The first-round poll was seen as a litmus test for the spread of populism around the world.
CBS News foreign correspondent Elizabeth Palmer reported ahead of the vote that Le Pen is a real contender. Like Donald Trump, she talks about patriotism, cracking down on immigration and bringing back blue-collar jobs. But there’s a big difference: Le Pen’s main base is among the young.
Sylvain Hechon is 25 years old — an activist in the town of Maubeuge, a National Front stronghold. CBS News visited Hechon the day before the Paris shooting, when he, like millions of young French people, were preoccupied with France’s economic woes. He showed us one of Le Pen’s videos aimed squarely at millennials who face an unemployment rate stuck at nearly 25 percent.
“Why are young people attracted to the National Front?” CBS News asked him.
“Young people believe that immigrants are stealing jobs our jobs,” he said. “Marine Le Pen will limit immigration even if she has to use the military.”
More than 50,000 police officers and gendarmes were deployed to the 66,000 polling stations for Sunday’s election, which comes after Thursday’s deadly attack on the Champs-Élysées in which a police officer and a gunman were slain.
President Donald Trump predicted that the attack this week would be a major factor in the election.
The presidential poll was the first to be held during a state of emergency, put in place since the Paris attacks of November 2015.
Voters chose between 11 candidates in the most unpredictable contest in decades.

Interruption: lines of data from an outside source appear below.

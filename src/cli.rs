//! CLI definitions for stage-release
//!
//! This module contains all CLI argument parsing structures using clap.

use std::path::PathBuf;

use clap::{Parser, Subcommand};

use crate::commands::plan::OutputFormat;

#[derive(Parser)]
#[command(
    name = "stage-release",
    version,
    about = "Release orchestrator for multi-artifact stage deployments",
    long_about = "Resolves a stage release configuration into typed artifact descriptors,\nselects the release CLI login and plans the upload of every artifact."
)]
pub struct Cli {
    #[command(subcommand)]
    pub command: Commands,

    /// Enable verbose logging
    #[arg(short, long, global = true)]
    pub verbose: bool,

    /// Step metadata file replacing the built-in parameter defaults
    #[arg(long, global = true, env = "STAGE_RELEASE_METADATA")]
    pub metadata: Option<PathBuf>,
}

#[derive(Subcommand)]
pub enum Commands {
    /// Validate a release configuration and build every artifact descriptor
    Validate {
        /// Step options file
        #[arg(short, long)]
        config: PathBuf,
    },

    /// Run the release against the dry-run backend and print the plan
    Plan {
        /// Step options file
        #[arg(short, long)]
        config: PathBuf,

        /// Output format
        #[arg(short, long, value_enum, default_value_t = OutputFormat::Yaml)]
        output: OutputFormat,
    },
}
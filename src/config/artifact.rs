//! Per-artifact release configuration.

use serde::{Deserialize, Serialize};
use std::fmt;
use std::str::FromStr;

use crate::error::ConfigError;

/// Upload metadata key marking an MTA whose UI modules are released separately
pub const SELECTIVE_MTA_MODULE_DEPLOYMENT_KEY: &str = "selectiveModuleDeployment";

/// Channel an artifact is published through
#[derive(Debug, Clone, Copy, PartialEq, Eq)]
pub enum UploadType {
    Service,
    Ui,
    Orbit,
}

impl UploadType {
    pub fn as_str(&self) -> &'static str {
        match self {
            Self::Service => "service",
            Self::Ui => "ui",
            Self::Orbit => "orbit",
        }
    }
}

impl FromStr for UploadType {
    type Err = ConfigError;

    fn from_str(s: &str) -> Result<Self, Self::Err> {
        match s {
            "service" => Ok(Self::Service),
            "ui" => Ok(Self::Ui),
            "orbit" => Ok(Self::Orbit),
            _ => Err(ConfigError::UnsupportedUploadType {
                value: s.to_string(),
            }),
        }
    }
}

impl fmt::Display for UploadType {
    fn fmt(&self, f: &mut fmt::Formatter<'_>) -> fmt::Result {
        f.write_str(self.as_str())
    }
}

/// Technology-specific payload kind
#[derive(Debug, Clone, Copy, PartialEq, Eq)]
pub enum ArtifactType {
    Java,
    Maven,
    Mta,
    MavenMta,
    Docker,
    DockerBuildReleaseMetadata,
    Helm,
}

impl ArtifactType {
    pub fn as_str(&self) -> &'static str {
        match self {
            Self::Java => "java",
            Self::Maven => "maven",
            Self::Mta => "mta",
            Self::MavenMta => "maven-mta",
            Self::Docker => "docker",
            Self::DockerBuildReleaseMetadata => "dockerbuild-releaseMetadata",
            Self::Helm => "helm",
        }
    }

    /// Default glob selecting this type's file from the artifact URLs
    pub fn default_url_pattern(&self, repository: &str) -> String {
        match self {
            Self::Java | Self::Maven => format!("**/{}/**/*.jar", repository),
            Self::Mta | Self::MavenMta => format!("**/{}/**/*.mtar", repository),
            _ => format!("**/{}/**/*", repository),
        }
    }
}

impl FromStr for ArtifactType {
    type Err = ConfigError;

    fn from_str(s: &str) -> Result<Self, Self::Err> {
        match s {
            "java" => Ok(Self::Java),
            "maven" => Ok(Self::Maven),
            "mta" => Ok(Self::Mta),
            "maven-mta" => Ok(Self::MavenMta),
            "docker" => Ok(Self::Docker),
            "dockerbuild-releaseMetadata" => Ok(Self::DockerBuildReleaseMetadata),
            "helm" => Ok(Self::Helm),
            _ => Err(ConfigError::UnsupportedArtifactType {
                value: s.to_string(),
            }),
        }
    }
}

impl fmt::Display for ArtifactType {
    fn fmt(&self, f: &mut fmt::Formatter<'_>) -> fmt::Result {
        f.write_str(self.as_str())
    }
}

/// Named application deployed from one artifact
#[derive(Debug, Clone, PartialEq, Eq, Serialize, Deserialize, Default)]
#[serde(default, rename_all = "camelCase")]
pub struct App {
    pub name: String,
    pub no_euporie_task_collection: bool,
    pub no_route_assignment: bool,
    pub allow_static_routes: bool,
}

/// One release unit
///
/// An empty string or `false` counts as "not set" and is inherited from the
/// step options. Lists are inherited only when their key is absent.
#[derive(Debug, Clone, PartialEq, Serialize, Deserialize, Default)]
#[serde(default, rename_all = "camelCase")]
pub struct ArtifactConfiguration {
    pub app_name: String,
    pub apps: Vec<App>,
    pub archive_pattern: String,
    pub artifact_files_to_upload: Vec<String>,
    /// Regex selecting the artifact URL, overrides the repository-based glob
    pub artifact_pattern: String,
    pub artifact_type: String,
    #[serde(rename = "extractFromMTA")]
    pub extract_from_mta: bool,
    pub has_archive: bool,
    pub helm_values: Vec<String>,
    pub overwrite_helm_docker_image: bool,
    pub promoted_docker_image: String,
    pub repository: String,
    pub resource_name: String,
    pub ui_upload_base_path: String,
    /// `key=value` entries
    pub upload_metadata: Vec<String>,
    pub upload_type: String,
}

impl ArtifactConfiguration {
    pub fn upload_type(&self) -> Result<UploadType, ConfigError> {
        self.upload_type.parse()
    }

    /// Parsed artifact type, `None` when unset
    pub fn artifact_type(&self) -> Result<Option<ArtifactType>, ConfigError> {
        if self.artifact_type.is_empty() {
            return Ok(None);
        }
        self.artifact_type.parse().map(Some)
    }

    pub fn is_ui(&self) -> bool {
        self.upload_type == UploadType::Ui.as_str()
    }

    pub fn is_artifact_type(&self, artifact_type: ArtifactType) -> bool {
        self.artifact_type == artifact_type.as_str()
    }

    /// The single app name of this artifact, either `appName` or the only entry of `apps`
    pub fn unique_app_name(&self) -> Option<&str> {
        if !self.app_name.is_empty() {
            return Some(&self.app_name);
        }
        match self.apps.as_slice() {
            [app] => Some(&app.name),
            _ => None,
        }
    }
}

France’s 10 percent unemployment, its lackluster economy and security were issues that top concerns for the 47 million eligible voters.
The day was not without its tension.
Several Femen activists were arrested after staging a topless protest against Le Pen meters from the polling station where the far-right leader was heading to vote. Police intervened and stopped the commotion minutes before Le Pen arrived to cast her ballot in the northern town of Hénin-Beaumont. No one was hurt.
Macron, meanwhile, was the image of serenity as he posed for selfies with voters after casting his ballot in the coastal town of Le Touquet in northern France alongside his wife, Brigitte Macron.
Unpopular incumbent President François Hollande made the unusual move last year of pledging to not stand for re-election.
Political campaigning was banned from midnight Friday hours ahead of polls opening in France’s far-flung overseas territories such as Guadeloupe, French Polynesia and French Guiana, which all voted a day early Saturday.